Но обидчив и мнителен он был в самом деле болезненно. Несколько раз даже у меня с ним были недоразумения по разным незначительным поводам. Правда, эти недоразумения кончались благополучно и очень скоро, потому что Сологуб всегда чувствовал, что я его ценю и люблю, и охотно мирился.

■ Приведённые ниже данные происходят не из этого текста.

//! Record models
//!
//! Serde mirrors of the marketplace's JSON records. Every struct decodes
//! from a sparse object: absent fields fall back to defaults, and fields
//! the server may send as `null` are `Option`s.
//! Plain scalars, lists and nested records also accept `null` and decode it
//! as their default. Fields the server types inconsistently use
//! [`FlexValue`](crate::codec::FlexValue).

use serde::{Deserialize, Deserializer};

/// Declares a field-less enum carried on the wire as an integer.
///
/// Decoding an integer outside the listed discriminants is an error.
macro_rules! wire_int_enum {
    (
        $(#[$meta:meta])*
        $name:ident: $repr:ty {
            $( $(#[$vmeta:meta])* $variant:ident = $value:expr ),+ $(,)?
        }
    ) => {
        $(#[$meta])*
        #[derive(Debug, Clone, Copy, PartialEq, Eq, Hash, Default, serde::Serialize, serde::Deserialize)]
        #[serde(try_from = "i64", into = "i64")]
        pub enum $name {
            $( $(#[$vmeta])* $variant ),+
        }

        impl $name {
            /// Wire value
            pub fn value(self) -> $repr {
                match self {
                    $( Self::$variant => $value ),+
                }
            }
        }

        impl TryFrom<i64> for $name {
            type Error = String;

            fn try_from(value: i64) -> Result<Self, Self::Error> {
                $(
                    if value == i64::from($value as $repr) {
                        return Ok(Self::$variant);
                    }
                )+
                Err(format!("invalid {} value: {value}", stringify!($name)))
            }
        }

        impl From<$name> for i64 {
            fn from(value: $name) -> Self {
                i64::from(value.value())
            }
        }
    };
}

pub(crate) use wire_int_enum;

/// Field deserializer mapping an explicit `null` to the type's default
pub(crate) fn null_as_default<'de, D, T>(deserializer: D) -> Result<T, D::Error>
where
    D: Deserializer<'de>,
    T: Default + Deserialize<'de>,
{
    Ok(Option::<T>::deserialize(deserializer)?.unwrap_or_default())
}

mod account;
mod asset;
mod collection;
mod event;
mod order;

pub use account::{Account, AccountFee, AccountRef, User};
pub use asset::{Asset, AssetBundle, AssetContract, AssetTrait};
pub use collection::{
    Collection, CollectionDetail, CollectionStats, CollectionTraits, DisplayData, PaymentToken,
};
pub use event::{AuctionType, DevFeePaymentEvent, Event, EventType, Transaction};
pub use order::{
    ConsiderationItem, FeeMethod, HowToCall, ItemType, MetadataAsset, OfferItem, Order,
    OrderComponents, OrderMetadata, OrderType, OrderV2, ProtocolData, SaleKind, Side,
};

#[cfg(test)]
mod tests;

Однажды мне пришлось даже получить от него довольно неприятное письмо, написанное им под впечатленьем только что напечатанной тогда повести Кузмина «Картонный домик». К несчастию, эта повесть напечатана была в альманахе «Белые ночи», в коем я принимал ближайшее участие и где я напечатал также стихи самого Сологуба. А в повести Кузмина – надо признаться – не очень скромно описан был интимный вечер в театре В.Ф. Комиссаржевской, где Сологуб читал свою пьесу. И сам поэт изображен был Кузминым насмешливо, как некий «седой человек, медлительным старческим голосом, как архимандрит в великий четверг», возглашавший реплики своей пьесы. Оскорбительного, впрочем, ничего не было. Но Сологуб обиделся. Мне это было особенно тяжело, потому что вся эта история совпала с мучительною предсмертною болезнью сестры поэта. Федор Кузьмич жил в это время в Финляндии, в Райволе. Письмо датировано 25 июня 1907 г. А текст письма такой:

«Дорогой Георгий Иванович, благодарю за Белые Ночи. Как жаль, что Вы меня не застали в прошлый понедельник, – я так рад был бы побеседовать с Вами. У меня очень неблагополучно: сестра в опасном положении; каждый день хуже и хуже. По поводу альманаха: очень жаль, что Кузмин так на меня сердится: я, право, не виноват в этих делах и даже не подозревал, что моя трагедия может в чем-нибудь помешать его пьесам. Я и писал ее вовсе не для сцены и никому ее не предлагал, Вс. Эм. Мейерхольд сам ее у меня спросил.